Pour écrire des chansons d'amour, je me mets dans la peau d'une personne amoureuse, je travaille devant la glace, je regarde mes attitudes...et j'écris immédiatement..."
Charles Aznavour ( La Parole est à la nuit, 1956)
Charles Aznavour sur la scène de l'Olympia (Extrait - INA 23 janvier 1965)
L'amour c'est comme un jour
Tu exagères
Et pourtant
Isabelle
C'est fini
Si tu m'emportes
Qui ?
Bon anniversaire
Je ne crois pas
Il te suffisait
Je te réchaufferai
A ma fille
La Mama
"La parole est à la nuit", Luc Bérimont reçoit Charles Aznavour (INA 1956)
Une demi-heure d'entretien où Charles Aznavour évoque son enfance, ses débuts, son rapport à la musique et à la chanson...
Extraits :
Je vivais entre la contrebasse, le cymbalum et les violons
« Je suis né à Paris, dans un milieu de « commerçants-artistes », mes parents étaient artistes en Arménie dans leur pays, et comme la langue ne leur permettait pas de continuer leur métier en France, ils ont ouvert des restaurants. Mon père s’est ruiné à faire venir de pays étrangers des orchestres qui lui plaisait à lui. Dans un tout petit restaurant de la rue de la Huchette, qui est devenu le Théâtre de la Huchette, il avait fait venir un orchestre de neuf musiciens hongrois, il y avait des danseurs, et on ne pouvait pas mettre de tables, car ce n’était pas un cabaret. Je voulais danser à l’époque et j’apprenais à danser avec ces Hongrois qui étaient là. Chose bizarre, ils m’apprenaient à danser la danse russe. J’avais 7 ou 8 ans .../… Je servais les clients à table, ça m’amusait beaucoup et ça me faisait quelques pourboires, ce qui me permettait d’acheter des disques, j’avais une très belle collection de disques, je vivais entre la contrebasse, le cymbalum et les violons…Mon père a eu cette grande chance pour moi d’être ruiné un jour, je dis cette grand chance, car sans cela, je n’aurais jamais fait ce métier, j’aurais été restaurateur…Nous avons été nous installer rue du Cardinal Lemoine, et en face, il y avait l’Ecole du spectacle…et c’est là que j’ai décroché mon premier rôle dans une pièce, « Emile et les détectives », qui s’est joué à la Comédie des Champs Elysées. »

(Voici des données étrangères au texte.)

//! Versioned header for packed deck payloads
//!
//! Every payload starts with a version byte followed by three zone lengths:
//!
//! - V1: u8 lengths (4 bytes total), ids stored as 4-byte little-endian
//! - V2: u16 little-endian lengths (7 bytes total), ids stored as LEB128 varints

use crate::deck::{Deck, Zone};
use crate::error::{DecodingError, EncodeResult, EncodingError};
use binrw::{BinRead, BinResult};
use std::io::{Read, Seek};

/// Packed payload format version
#[derive(Debug, Clone, Copy, PartialEq, Eq, Hash, Default)]
#[repr(u8)]
pub enum FormatVersion {
    /// Byte-sized zone lengths, fixed 32-bit identifiers
    #[default]
    V1 = 1,
    /// 16-bit zone lengths, variable-width identifiers
    V2 = 2,
}

impl FormatVersion {
    /// Parse the version byte
    pub fn from_byte(byte: u8) -> Option<Self> {
        match byte {
            1 => Some(Self::V1),
            2 => Some(Self::V2),
            _ => None,
        }
    }

    /// Byte written at offset 0
    pub fn as_byte(self) -> u8 {
        self as u8
    }

    /// Size of the complete header in bytes
    pub fn header_size(self) -> usize {
        match self {
            Self::V1 => 4,
            Self::V2 => 7,
        }
    }

    /// Largest zone length this version can declare
    pub fn max_zone_len(self) -> u64 {
        match self {
            Self::V1 => u64::from(u8::MAX),
            Self::V2 => u64::from(u16::MAX),
        }
    }

    /// Largest card identifier this version can store
    pub fn max_card_id(self) -> u64 {
        match self {
            Self::V1 => u64::from(u32::MAX),
            Self::V2 => u64::MAX,
        }
    }

    /// Minimum number of bytes a single identifier occupies
    pub fn min_id_width(self) -> usize {
        match self {
            Self::V1 => 4,
            Self::V2 => 1,
        }
    }

    /// True when every identifier has the same width
    pub fn is_fixed_width(self) -> bool {
        matches!(self, Self::V1)
    }
}

/// Packed payload header
#[derive(Debug, Clone, Copy, PartialEq, Eq)]
pub struct PackHeader {
    /// Layout version
    pub version: FormatVersion,
    /// Number of main deck identifiers
    pub main_len: u16,
    /// Number of extra deck identifiers
    pub extra_len: u16,
    /// Number of side deck identifiers
    pub side_len: u16,
}

impl PackHeader {
    /// Build a header describing `deck`, checking every length fits `version`
    pub fn for_deck(deck: &Deck, version: FormatVersion) -> EncodeResult<Self> {
        let len = |zone: Zone| -> EncodeResult<u16> {
            let value = deck.zone(zone).len() as u64;
            if value > version.max_zone_len() {
                return Err(EncodingError::ValueOutOfRange {
                    field: match zone {
                        Zone::Main => "main zone length",
                        Zone::Extra => "extra zone length",
                        Zone::Side => "side zone length",
                    },
                    value,
                    max: version.max_zone_len(),
                });
            }
            Ok(value as u16)
        };

        Ok(Self {
            version,
            main_len: len(Zone::Main)?,
            extra_len: len(Zone::Extra)?,
            side_len: len(Zone::Side)?,
        })
    }

    /// Declared length of a zone
    pub fn zone_len(&self, zone: Zone) -> usize {
        match zone {
            Zone::Main => self.main_len as usize,
            Zone::Extra => self.extra_len as usize,
            Zone::Side => self.side_len as usize,
        }
    }

    /// Total identifiers the header promises
    pub fn total_ids(&self) -> usize {
        self.main_len as usize + self.extra_len as usize + self.side_len as usize
    }

    /// Smallest payload size (header included) that can satisfy this header
    pub fn min_payload_size(&self) -> usize {
        self.version.header_size() + self.total_ids() * self.version.min_id_width()
    }

    /// Append the encoded header to `buf`
    pub fn write_to(&self, buf: &mut Vec<u8>) {
        buf.push(self.version.as_byte());
        match self.version {
            FormatVersion::V1 => {
                buf.extend_from_slice(&[
                    self.main_len as u8,
                    self.extra_len as u8,
                    self.side_len as u8,
                ]);
            }
            FormatVersion::V2 => {
                for len in [self.main_len, self.extra_len, self.side_len] {
                    buf.extend_from_slice(&len.to_le_bytes());
                }
            }
        }
    }
}

impl BinRead for PackHeader {
    type Args<'a> = ();

    fn read_options<R: Read + Seek>(
        reader: &mut R,
        endian: binrw::Endian,
        _args: Self::Args<'_>,
    ) -> BinResult<Self> {
        let byte = u8::read_options(reader, endian, ())?;
        let Some(version) = FormatVersion::from_byte(byte) else {
            return Err(binrw::Error::Custom {
                pos: reader.stream_position().unwrap_or(0),
                err: Box::new(DecodingError::UnsupportedVersion(byte)),
            });
        };

        let (main_len, extra_len, side_len) = match version {
            FormatVersion::V1 => {
                let mut buf = [0u8; 3];
                reader.read_exact(&mut buf)?;
                (u16::from(buf[0]), u16::from(buf[1]), u16::from(buf[2]))
            }
            FormatVersion::V2 => (
                u16::read_le(reader)?,
                u16::read_le(reader)?,
                u16::read_le(reader)?,
            ),
        };

        Ok(Self {
            version,
            main_len,
            extra_len,
            side_len,
        })
    }
}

Je n'avais qu’une idée en tête, c’était de chanter !
« Je n'avais qu’une idée en tête, c’était de chanter ! J’allais simplement dans les maisons de disques, et tout mon argent de poche y passait. En 1939, au Casino de Paris, j’ai dû aller au promenoir un mois de suite, toutes mes économies sont passées à aller voir Chevalier dans une revue où il y avait Joséphine Baker et Nita Raya... /...J’étais uniquement musette à l’époque, j’insiste bien là-dessus, je ne connaissais que l’accordéon, la guitare et puis la batterie qu’on jour avec beaucoup de roulements. J’ai rencontré Pierre Roche, qui lui avait horreur du musette, et moi le jazz, je ne savais pas ce que c’était. Il m’a initié au rythme, et moi, je l’ai initié au musette, il m’a appris à ne plus mettre des pantalons à larges pattes en bas, à ne pas avoir des rouflaquettes, à enlever ma casquette, à me couper les cheveux, et à ne pas parler argot, car je parlais uniquement argot, j’ai été élevé uniquement dans la rue, où je passais mon temps. J’avais aussi une grande passion, j’étais enfant de chœur à la Paroisse St Séverin. Avant d’aller à l’école, j’allais faire la messe, j’étais vraiment très heureux. »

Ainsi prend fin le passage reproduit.